È uscito il 5 Agosto scorso per Jazzy Records l’album “It Had To Be You”, frutto della lunga collaborazione tra la cantante Rossella D’Andrea e il pianista Francesco Pisano, entrambi originari di Messina. Con undici brani selezionati tra i più amati del loro repertorio, tratti dalle pagine del Great American Songbook, Rossella e Francesco ci regalano interpretazioni affascinanti e coinvolgenti, immergendoci in un clima rilassato e gioioso. L’album è stato registrato e mixato nello studio Casamusica  dello stesso Pisano che, insieme a Rossella, ha curato  personalmente l’intera produzione. Tra i brani  scelti troviamo “Days of Wine and Roses”, “I Fall in Love Too Easily”, “Cherokee” e molti altri, che vengono rivisitati con grande maestria e sensibilità dalla D’Andrea, vocalist dalla voce avvolgente che riesce a catturare l’essenza di ogni brano. Francesco Pisano al pianoforte aggiunge il suo tocco elegante e raffinato, creando un connubio musicale particolarmente equilibrato. Oltre ai due leader, l’album ospita in alcune tracce il sassofonista Rino Cirinnà e il contrabbassista Nello Toscano, musicisti di vaglia nel panorama del Jazz siciliano. Un momento particolare è rappresentato dal brano “Sail Away” di Tom Harrell, per il quale Rossella D’Andrea ha scritto un testo originale.  “It Had To Be You” è un album che cattura l’essenza della musica Jazz, trasmettendo calore, passione e divertimento.

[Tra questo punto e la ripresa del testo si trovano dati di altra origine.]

/// GET /api/cold-rooms/:id
pub async fn get_cold_room(
    State(state): State<Arc<AppState>>,
    Path(id): Path<Uuid>,
    auth: RequireAuth,
) -> Result<impl IntoResponse, ApiError> {
    Ok(DataResponse::new(fetch_room(&state.db, auth.tenant_id, id).await?))
}

/// POST /api/cold-rooms
pub async fn create_cold_room(
    State(state): State<Arc<AppState>>,
    auth: RequireAuth,
    ValidateJson(req): ValidateJson<CreateColdRoomRequest>,
) -> Result<impl IntoResponse, ApiError> {
    let room = sqlx::query_as::<_, ColdRoomResponse>(&format!(
        r#"
        INSERT INTO cold_rooms (tenant_id, name, location, min_temp_c, max_temp_c, max_dwell_minutes)
        VALUES ($1, $2, $3, $4, $5, $6)
        RETURNING {ROOM_COLUMNS}
        "#
    ))
    .bind(auth.tenant_id)
    .bind(req.name.trim())
    .bind(&req.location)
    .bind(req.min_temp_c)
    .bind(req.max_temp_c)
    .bind(req.max_dwell_minutes)
    .fetch_one(&state.db)
    .await?;

    tracing::info!(tenant_id = %auth.tenant_id, cold_room_id = %room.id, name = %room.name, "Cold room created");

    Ok(Created(room))
}

/// PUT /api/cold-rooms/:id
pub async fn update_cold_room(
    State(state): State<Arc<AppState>>,
    Path(id): Path<Uuid>,
    auth: RequireAuth,
    ValidateJson(req): ValidateJson<UpdateColdRoomRequest>,
) -> Result<impl IntoResponse, ApiError> {
    let current = fetch_room(&state.db, auth.tenant_id, id).await?;
    let min = req.min_temp_c.unwrap_or(current.min_temp_c);
    let max = req.max_temp_c.unwrap_or(current.max_temp_c);
    if min >= max {
        return Err(ApiError::bad_request("min_temp_c must be below max_temp_c"));
    }

    let room = sqlx::query_as::<_, ColdRoomResponse>(&format!(
        r#"
        UPDATE cold_rooms SET
            name = COALESCE($3, name),
            location = COALESCE($4, location),
            min_temp_c = $5,
            max_temp_c = $6,
            max_dwell_minutes = COALESCE($7, max_dwell_minutes),
            active = COALESCE($8, active),
            updated_at = NOW()
        WHERE id = $1 AND tenant_id = $2
        RETURNING {ROOM_COLUMNS}
        "#
    ))
    .bind(id)
    .bind(auth.tenant_id)
    .bind(req.name.as_deref().map(str::trim))
    .bind(&req.location)
    .bind(min)
    .bind(max)
    .bind(req.max_dwell_minutes)
    .bind(req.active)
    .fetch_optional(&state.db)
    .await?
    .ok_or_else(|| ApiError::not_found("Cold room not found"))?;

    tracing::info!(tenant_id = %auth.tenant_id, cold_room_id = %room.id, "Cold room updated");

    dashboard::invalidate(&state, auth.tenant_id).await;

    Ok(DataResponse::new(room))
}

/// DELETE /api/cold-rooms/:id
///
/// Managers only. Readings and the personnel log go with the room.
pub async fn delete_cold_room(
    State(state): State<Arc<AppState>>,
    Path(id): Path<Uuid>,
    auth: RequireAuth,
) -> Result<impl IntoResponse, ApiError> {
    auth.require_role(Role::Manager)?;

    let result = sqlx::query("DELETE FROM cold_rooms WHERE id = $1 AND tenant_id = $2")
        .bind(id)
        .bind(auth.tenant_id)
        .execute(&state.db)
        .await?;

    if result.rows_affected() == 0 {
        return Err(ApiError::not_found("Cold room not found"));
    }

    tracing::info!(tenant_id = %auth.tenant_id, cold_room_id = %id, "Cold room deleted");

    dashboard::invalidate(&state, auth.tenant_id).await;

    Ok(NoContent)
}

Abbiamo incontrato Rossella e Francesco, che ci hanno svelato il dietro le quinte di questo lavoro e raccontato alcuni momenti del loro percorso artistico.

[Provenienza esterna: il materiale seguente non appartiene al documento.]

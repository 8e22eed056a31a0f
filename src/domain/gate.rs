//! Gate (vehicle movement) domain types

use chrono::{DateTime, Utc};
use serde::{Deserialize, Serialize};
use uuid::Uuid;
use validator::Validate;

#[derive(Debug, Clone, Copy, Serialize, Deserialize, PartialEq, Eq)]
#[serde(rename_all = "snake_case")]
pub enum VehicleType {
    Truck,
    Van,
    Car,
    Other,
}

impl VehicleType {
    pub fn as_str(&self) -> &'static str {
        match self {
            Self::Truck => "truck",
            Self::Van => "van",
            Self::Car => "car",
            Self::Other => "other",
        }
    }

    pub fn from_db(value: &str) -> Self {
        match value {
            "truck" => Self::Truck,
            "van" => Self::Van,
            "car" => Self::Car,
            _ => Self::Other,
        }
    }
}

/// Canonical plate form: upper case, no whitespace or dashes.
pub fn normalize_plate(plate: &str) -> String {
    plate
        .chars()
        .filter(|c| !c.is_whitespace() && *c != '-')
        .flat_map(char::to_uppercase)
        .collect()
}

#[derive(Debug, Clone, Serialize)]
pub struct VehicleMovementResponse {
    pub id: Uuid,
    pub plate_number: String,
    pub driver_name: Option<String>,
    pub vehicle_type: VehicleType,
    pub purpose: Option<String>,
    pub shipment_id: Option<Uuid>,
    pub seal_number: Option<String>,
    pub entered_at: DateTime<Utc>,
    pub exited_at: Option<DateTime<Utc>>,
}

#[derive(Debug, Clone, Deserialize, Validate)]
pub struct VehicleEntryRequest {
    #[validate(length(min = 2, max = 16))]
    pub plate_number: String,
    #[serde(default)]
    pub driver_name: Option<String>,
    pub vehicle_type: VehicleType,
    #[serde(default)]
    pub purpose: Option<String>,
    #[serde(default)]
    pub shipment_id: Option<Uuid>,
    #[serde(default)]
    pub seal_number: Option<String>,
    #[serde(default)]
    pub at: Option<DateTime<Utc>>,
}

#[derive(Debug, Clone, Deserialize, Default, Validate)]
pub struct VehicleExitRequest {
    #[serde(default)]
    pub at: Option<DateTime<Utc>>,
}

#[derive(Debug, Clone, Deserialize, Default)]
pub struct VehicleQuery {
    pub page: Option<u32>,
    pub per_page: Option<u32>,
    pub on_site: Option<bool>,
    pub plate: Option<String>,
    pub from: Option<DateTime<Utc>>,
    pub to: Option<DateTime<Utc>>,
}

#[cfg(test)]
mod tests {
    use super::*;

    #[test]
    fn plates_are_normalized() {
        assert_eq!(normalize_plate(" kda 123x "), "KDA123X");
        assert_eq!(normalize_plate("kbz-456y"), "KBZ456Y");
    }
}
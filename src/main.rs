mod api;
mod app;
mod auth;
mod config;
mod db;
mod domain;
mod error;
mod logging;
mod middleware;
mod routes;
mod services;

use anyhow::{Context, Result};
use std::time::Duration;

use services::RedisCache;

#[tokio::main]
async fn main() -> Result<()> {
    dotenvy::dotenv().ok();

    let settings = config::Settings::from_env()?;

    logging::init_logging(&settings.env);

    tracing::info!(
        env = ?settings.env,
        server_addr = %settings.server_addr,
        "Starting ProduceChain backend"
    );

    let pool = db::create_pool(&settings).await?;
    if settings.run_migrations {
        db::run_migrations(&pool).await?;
    }

    let cache = RedisCache::new(&settings.redis_url, settings.redis_cache_ttl_seconds).await?;
    tracing::info!("Redis cache initialized");

    let http_client = reqwest::Client::builder()
        .timeout(Duration::from_secs(10))
        .build()
        .context("Failed to build HTTP client")?;

    let jwks_cache = auth::JwksCache::new(
        http_client,
        settings.auth_jwks_url.clone(),
        settings.auth_jwt_issuer.clone(),
        settings.auth_jwt_audience.clone(),
        settings.jwks_cache_ttl_seconds,
    );

    if let Err(e) = jwks_cache.warm_cache().await {
        tracing::warn!(error = %e, "Failed to warm JWKS cache - will fetch on first request");
    }

    let state = app::AppState::new(pool, settings.clone(), jwks_cache, cache);
    let app = app::create_app(state);

    let listener = tokio::net::TcpListener::bind(&settings.server_addr).await?;
    tracing::info!("Listening on {}", settings.server_addr);

    axum::serve(listener, app)
        .with_graceful_shutdown(shutdown_signal())
        .await?;

    tracing::info!("Server stopped");
    Ok(())
}

async fn shutdown_signal() {
    if let Err(e) = tokio::signal::ctrl_c().await {
        tracing::error!(error = %e, "Failed to listen for shutdown signal");
        return;
    }
    tracing::info!("Shutdown signal received");
}
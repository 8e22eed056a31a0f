use serde::{Deserialize, Serialize};
use uuid::Uuid;

/// JWT claims issued by the identity provider
#[derive(Debug, Clone, Serialize, Deserialize)]
pub struct Claims {
    /// Subject (user ID)
    pub sub: String,

    /// Audience
    pub aud: String,

    /// Issuer
    pub iss: String,

    /// Issued at (Unix timestamp)
    pub iat: i64,

    /// Expiration (Unix timestamp)
    pub exp: i64,

    /// Not before (Unix timestamp)
    #[serde(default)]
    pub nbf: Option<i64>,

    #[serde(default)]
    pub email: Option<String>,

    /// Provider-level role (e.g. "authenticated"), not the tenant role
    #[serde(default)]
    pub role: Option<String>,

    /// Server-controlled metadata carrying tenancy
    #[serde(default)]
    pub app_metadata: Option<AppMetadata>,
}

#[derive(Debug, Clone, Serialize, Deserialize, Default)]
pub struct AppMetadata {
    /// Tenant (company site) the user belongs to
    #[serde(default)]
    pub tenant_id: Option<Uuid>,

    /// Role inside the tenant: admin, manager or staff
    #[serde(default)]
    pub role: Option<String>,
}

Rossella D’Andrea e Francesco Pisano in studio, durante la registrazione dell’album.
Ph. Paolo Galletta

Rossella e Francesco, raccontateci un po’ di voi, del vostro percorso artistico personale e della vostra collaborazione sfociata oggi in questo lavoro.

Rossella

Fin da bambina ho iniziato gli studi classici, arrivando fino all’ottavo anno di pianoforte. C’e’ stata quindi una pausa, durante la quale mi sono laureata in Ingegneria Elettronica intraprendendo questa strada lavorativa, mantenendo però sempre viva la mia passione per la musica in generale e avvicinandomi al jazz. Anche Francesco ha iniziato gli studi classici da bambino, diplomandosi in Pianoforte classico. Successivamente ha effettuato un cambio di direzione musicale esprimendosi in ambienti pop e jazz.

Ci siamo conosciuti durante un concerto e da lì abbiamo scoperto una certa affinità di gusti musicali che ha facilitato la nostra collaborazione. Quando lavoriamo, ascoltiamo e studiamo nuovi brani sperimentando nostri arrangiamenti: alcune volte un arrangiamento nasce dal mio modo di concepire il brano (variazioni della melodia del tema o il modo in cui lo sento ritmicamente) e a questo punto Francesco si getta a capofitto andando alla ricerca del miglior modo con cui accompagnarmi per valorizzare il brano… altre volte invece l’idea nasce da Francesco, con delle riarmonizzazioni particolari o con delle variazioni ritmiche che danno a me l’ispirazione ed una personale chiave di lettura del brano….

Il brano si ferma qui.